EXERCISE BRIEF:
A word-for-word copy of the records below is required.

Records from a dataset

· · · ·

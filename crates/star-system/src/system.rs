//! A single star system and the operations on its body tree.

use orbits::{Orbit, OrbitNode, OrbitalSystem, Vec3};
use planetary::Surface;
use rand_chacha::ChaChaRng;
use serde::{Deserialize, Serialize};
use tracing::debug;

use crate::body::{BodyId, BodyKind, CelestialBody};
use crate::error::SystemError;

/// Conjugate of the golden ratio, used to spread start phases evenly by id.
const PHASE_STEP: f64 = 0.618_033_988_749_894_9;

/// One star and everything bound to it.
#[derive(Debug, Clone, PartialEq, Serialize, Deserialize)]
#[serde(rename_all = "camelCase")]
pub struct StarSystem {
    pub id: u64,
    pub name: String,
    /// Location in the universe frame
    pub position: Vec3,
    /// Root of the body tree; its bound list holds the planets
    pub star: CelestialBody,
}

impl StarSystem {
    pub fn new(id: u64, name: impl Into<String>, position: Vec3, star: CelestialBody) -> Self {
        Self {
            id,
            name: name.into(),
            position,
            star,
        }
    }

    /// Bodies directly orbiting the star, ships excluded.
    pub fn planets(&self) -> impl Iterator<Item = &CelestialBody> {
        self.star
            .bound
            .iter()
            .filter(|body| matches!(body.kind, BodyKind::Planet(_)))
    }

    pub fn planet_count(&self) -> usize {
        self.planets().count()
    }

    /// Every body in pre-order with its depth below the star (star = 0).
    pub fn bodies(&self) -> Bodies<'_> {
        Bodies {
            stack: vec![(0, &self.star)],
        }
    }

    /// Depth-first lookup by name, star included.
    pub fn find_by_name(&self, name: &str) -> Option<&CelestialBody> {
        self.star.find_by_name(name)
    }

    pub fn find_by_name_mut(&mut self, name: &str) -> Option<&mut CelestialBody> {
        self.star.find_by_name_mut(name)
    }

    pub fn find(&self, id: BodyId) -> Option<&CelestialBody> {
        self.star.find(id)
    }

    pub fn find_mut(&mut self, id: BodyId) -> Option<&mut CelestialBody> {
        self.star.find_mut(id)
    }

    /// Scan the named planet or moon, generating its surface on first use.
    ///
    /// Repeat scans return the stored surface without drawing from `rng`.
    pub fn scan(&mut self, name: &str, rng: &mut ChaChaRng) -> Result<&Surface, SystemError> {
        let body = self
            .star
            .find_by_name_mut(name)
            .ok_or_else(|| SystemError::UnknownBody(name.to_string()))?;
        match body.planetary_mut() {
            Some(planetary) => Ok(planetary.scan(rng)),
            None => Err(SystemError::NotScannable(name.to_string())),
        }
    }

    /// Dock a ship at the front of `target`'s bound list.
    ///
    /// On failure the ship is handed back alongside the error.
    pub fn dock_ship(
        &mut self,
        mut ship: CelestialBody,
        target: &str,
    ) -> Result<(), (SystemError, CelestialBody)> {
        if !ship.is_ship() {
            return Err((SystemError::NotAShip(ship.name.clone()), ship));
        }
        let Some(location) = self.star.find_by_name_mut(target) else {
            return Err((SystemError::UnknownBody(target.to_string()), ship));
        };

        debug!(ship = %ship.name, location = %location.name, "ship docked");
        ship.parent = Some(location.id);
        location.bound.insert(0, ship);
        Ok(())
    }

    /// Remove a docked ship from wherever it is.
    pub fn undock_ship(&mut self, name: &str) -> Result<CelestialBody, SystemError> {
        match self.star.find_by_name(name) {
            None => return Err(SystemError::UnknownBody(name.to_string())),
            Some(body) if !body.is_ship() => return Err(SystemError::NotAShip(name.to_string())),
            Some(_) => {}
        }
        let mut ship = self
            .star
            .detach(name)
            .ok_or_else(|| SystemError::UnknownBody(name.to_string()))?;
        ship.parent = None;
        Ok(ship)
    }

    /// Move a docked ship to another body of this system.
    pub fn move_ship(&mut self, name: &str, target: &str) -> Result<(), SystemError> {
        if self.star.find_by_name(target).is_none() {
            return Err(SystemError::UnknownBody(target.to_string()));
        }
        let ship = self.undock_ship(name)?;
        self.dock_ship(ship, target).map_err(|(e, _)| e)
    }

    /// Circular, untilted orbits at each body's generated radius.
    ///
    /// The star becomes a zero-sized root. Start phases are spread by body id
    /// so the view is the same every time it is built.
    pub fn orbital_view(&self) -> OrbitalSystem {
        let mut root = OrbitNode::new(self.star.name.clone(), Orbit::circular(0.0, 0.0));
        root.bound_objects = self.star.bound.iter().map(orbit_node).collect();
        OrbitalSystem::new(self.name.clone(), 0.0, root)
    }
}

fn orbit_node(body: &CelestialBody) -> OrbitNode {
    let phase = (body.id.0 as f64 * PHASE_STEP).fract();
    let mut node = OrbitNode::new(
        body.name.clone(),
        Orbit::circular(body.orbit_radius.to_au(), phase),
    );
    node.bound_objects = body.bound.iter().map(orbit_node).collect();
    node
}

/// Pre-order walk over a body tree. See [`StarSystem::bodies`].
pub struct Bodies<'a> {
    stack: Vec<(usize, &'a CelestialBody)>,
}

impl<'a> Iterator for Bodies<'a> {
    type Item = (usize, &'a CelestialBody);

    fn next(&mut self) -> Option<Self::Item> {
        let (depth, body) = self.stack.pop()?;
        self.stack
            .extend(body.bound.iter().rev().map(|child| (depth + 1, child)));
        Some((depth, body))
    }
}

· · · ·

REPLY:
filename crates/star-system/src/system.rs
//! A single star system and the operations on its body tree.

use orbits::{Orbit, OrbitNode, OrbitalSystem, Vec3};
use planetary::Surface;
use rand_chacha::ChaChaRng;
use serde::{Deserialize, Serialize};
use tracing::debug;

use crate::body::{BodyId, BodyKind, CelestialBody};
use crate::error::SystemError;

/// Conjugate of the golden ratio, used to spread start phases evenly by id.
const PHASE_STEP: f64 = 0.618_033_988_749_894_9;

/// One star and everything bound to it.
#[derive(Debug, Clone, PartialEq, Serialize, Deserialize)]
#[serde(rename_all = "camelCase")]
pub struct StarSystem {
    pub id: u64,
    pub name: String,
    /// Location in the universe frame
    pub position: Vec3,
    /// Root of the body tree; its bound list holds the planets
    pub star: CelestialBody,
}

impl StarSystem {
    pub fn new(id: u64, name: impl Into<String>, position: Vec3, star: CelestialBody) -> Self {
        Self {
            id,
            name: name.into(),
            position,
            star,
        }
    }

    /// Bodies directly orbiting the star, ships excluded.
    pub fn planets(&self) -> impl Iterator<Item = &CelestialBody> {
        self.star
            .bound
            .iter()
            .filter(|body| matches!(body.kind, BodyKind::Planet(_)))
    }

    pub fn planet_count(&self) -> usize {
        self.planets().count()
    }

    /// Every body in pre-order with its depth below the star (star = 0).
    pub fn bodies(&self) -> Bodies<'_> {
        Bodies {
            stack: vec![(0, &self.star)],
        }
    }

    /// Depth-first lookup by name, star included.
    pub fn find_by_name(&self, name: &str) -> Option<&CelestialBody> {
        self.star.find_by_name(name)
    }

    pub fn find_by_name_mut(&mut self, name: &str) -> Option<&mut CelestialBody> {
        self.star.find_by_name_mut(name)
    }

    pub fn find(&self, id: BodyId) -> Option<&CelestialBody> {
        self.star.find(id)
    }

    pub fn find_mut(&mut self, id: BodyId) -> Option<&mut CelestialBody> {
        self.star.find_mut(id)
    }

    /// Scan the named planet or moon, generating its surface on first use.
    ///
    /// Repeat scans return the stored surface without drawing from `rng`.
    pub fn scan(&mut self, name: &str, rng: &mut ChaChaRng) -> Result<&Surface, SystemError> {
        let body = self
            .star
            .find_by_name_mut(name)
            .ok_or_else(|| SystemError::UnknownBody(name.to_string()))?;
        match body.planetary_mut() {
            Some(planetary) => Ok(planetary.scan(rng)),
            None => Err(SystemError::NotScannable(name.to_string())),
        }
    }

    /// Dock a ship at the front of `target`'s bound list.
    ///
    /// On failure the ship is handed back alongside the error.
    pub fn dock_ship(
        &mut self,
        mut ship: CelestialBody,
        target: &str,
    ) -> Result<(), (SystemError, CelestialBody)> {
        if !ship.is_ship() {
            return Err((SystemError::NotAShip(ship.name.clone()), ship));
        }
        let Some(location) = self.star.find_by_name_mut(target) else {
            return Err((SystemError::UnknownBody(target.to_string()), ship));
        };

        debug!(ship = %ship.name, location = %location.name, "ship docked");
        ship.parent = Some(location.id);
        location.bound.insert(0, ship);
        Ok(())
    }

    /// Remove a docked ship from wherever it is.
    pub fn undock_ship(&mut self, name: &str) -> Result<CelestialBody, SystemError> {
        match self.star.find_by_name(name) {
            None => return Err(SystemError::UnknownBody(name.to_string())),
            Some(body) if !body.is_ship() => return Err(SystemError::NotAShip(name.to_string())),
            Some(_) => {}
        }
        let mut ship = self
            .star
            .detach(name)
            .ok_or_else(|| SystemError::UnknownBody(name.to_string()))?;
        ship.parent = None;
        Ok(ship)
    }

    /// Move a docked ship to another body of this system.
    pub fn move_ship(&mut self, name: &str, target: &str) -> Result<(), SystemError> {
        if self.star.find_by_name(target).is_none() {
            return Err(SystemError::UnknownBody(target.to_string()));
        }
        let ship = self.undock_ship(name)?;
        self.dock_ship(ship, target).map_err(|(e, _)| e)
    }

    /// Circular, untilted orbits at each body's generated radius.
    ///
    /// The star becomes a zero-sized root. Start phases are spread by body id
    /// so the view is the same every time it is built.
    pub fn orbital_view(&self) -> OrbitalSystem {
        let mut root = OrbitNode::new(self.star.name.clone(), Orbit::circular(0.0, 0.0));
        root.bound_objects = self.star.bound.iter().map(orbit_node).collect();
        OrbitalSystem::new(self.name.clone(), 0.0, root)
    }
}

fn orbit_node(body: &CelestialBody) -> OrbitNode {
    let phase = (body.id.0 as f64 * PHASE_STEP).fract();
    let mut node = OrbitNode::new(
        body.name.clone(),
        Orbit::circular(body.orbit_radius.to_au(), phase),
    );
    node.bound_objects = body.bound.iter().map(orbit_node).collect();
    node
}

/// Pre-order walk over a body tree. See [`StarSystem::bodies`].
pub struct Bodies<'a> {
    stack: Vec<(usize, &'a CelestialBody)>,
}

impl<'a> Iterator for Bodies<'a> {
    type Item = (usize, &'a CelestialBody);

    fn next(&mut self) -> Option<Self::Item> {
        let (depth, body) = self.stack.pop()?;
        self.stack
            .extend(body.bound.iter().rev().map(|child| (depth + 1, child)));
        Some((depth, body))
    }
}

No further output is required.